One month before the wedding, about 30 women and one man, Taylor’s father, sat together in the synagogue where the wedding would take place.

They knew that they were each there to create a piece for the couple. But they didn’t know that each piece — a square foot of white cotton — would come together so beautifully.

They were given aprons with their names on them and bags full of materials. There were beads, paint, silk flowers, buttons, lace and ribbons.

They glued, sewed, drew and wrote. Some included blessings for the couple. Some created magical images.

One of Taylor’s favorites was done by Gura’s grandmother in Israel, who could not make it to the shower or wedding. The square depicts two hearts and a stork holding a bundle in its beak.

Taylor also made a square herself. It shows a man and a woman dancing together with a heart between them. This piece was placed in the middle.

Some other pieces show a couple standing under a chuppah, a Kiddush cup, the Ten Commandments and a sun with the Hebrew words for “may the sun always shine.”

The youngest person contributing to the chuppah was 10 and the oldest 75. Taylor says the perspectives of the different generations appear in their squares.

“It was interesting to see how the personalities came out.”

After everyone completed the squares, Taylor’s cousin, Marlene Edelman, who had organized the whole event, brought the pieces to a seamstress. They were sewn together and Edelman added a trim with the fifth of the Sheva Brachot, about the happiness of the couple.

The day of the wedding, the chuppah was exhibited before the ceremony and during the reception, revealing the love of those who created it.

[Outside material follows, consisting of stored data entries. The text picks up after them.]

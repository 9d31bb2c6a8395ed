//! Fare quotation for dispatch offers.

/// Base fare in currency units.
pub const BASE_FARE: f64 = 2.50;

/// Per-kilometer rate in currency units.
pub const PER_KM_RATE: f64 = 1.50;

/// Quote the fare for a trip of the given road distance.
///
/// Formula: `fare = BASE_FARE + (distance_km * PER_KM_RATE)`, rounded to
/// cents. The quoted fare is frozen into the offer at dispatch time.
pub fn quote_fare(distance_km: f64) -> f64 {
    let raw = BASE_FARE + (distance_km.max(0.0) * PER_KM_RATE);
    (raw * 100.0).round() / 100.0
}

Originally, Taylor was supposed to have a big bridal shower but since she was having a large wedding, she wanted the shower to be a bit more intimate. She included mainly family and a few close friends in the chuppah-making.

Although some participants had to double up and share a square, Taylor says they had the perfect amount of people. There were 25 squares altogether, creating the perfect-sized chuppah.

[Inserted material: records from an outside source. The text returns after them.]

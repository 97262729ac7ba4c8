//! Error types for document extraction

use std::path::PathBuf;
use thiserror::Error;

#[derive(Debug, Error)]
pub enum ExtractError {
    #[error("File not found: {}", .0.display())]
    FileNotFound(PathBuf),

    #[error("{0}")]
    InvalidFormat(String),

    #[error("DOCX parse error: {0}")]
    Parse(String),

    #[error("Missing part in document package: {0}")]
    MissingPart(String),

    #[error("Image is linked outside the document package: {0}")]
    ExternalPart(String),

    #[error("ZIP error: {0}")]
    Zip(#[from] zip::result::ZipError),

    #[error("XML error: {0}")]
    Xml(#[from] quick_xml::Error),

    #[error("IO error: {0}")]
    Io(#[from] std::io::Error),
}

pub type Result<T> = std::result::Result<T, ExtractError>;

It seemed only natural to Taylor to have women who were close to her help her make this chuppah for her wedding.

“So many women in my life have been role models for me,” she says. “The have inspired me, and I look up to them. I wanted to dedicate this to them.”

Taylor and Gura plan to hang the chuppah in their bedroom. Taylor says she was so happy with how it turned out that she hopes other women will try making a chuppah with loved ones.

“Be open to the idea,” she advises. “Use as much creativity as you can. Use the resources of other women.”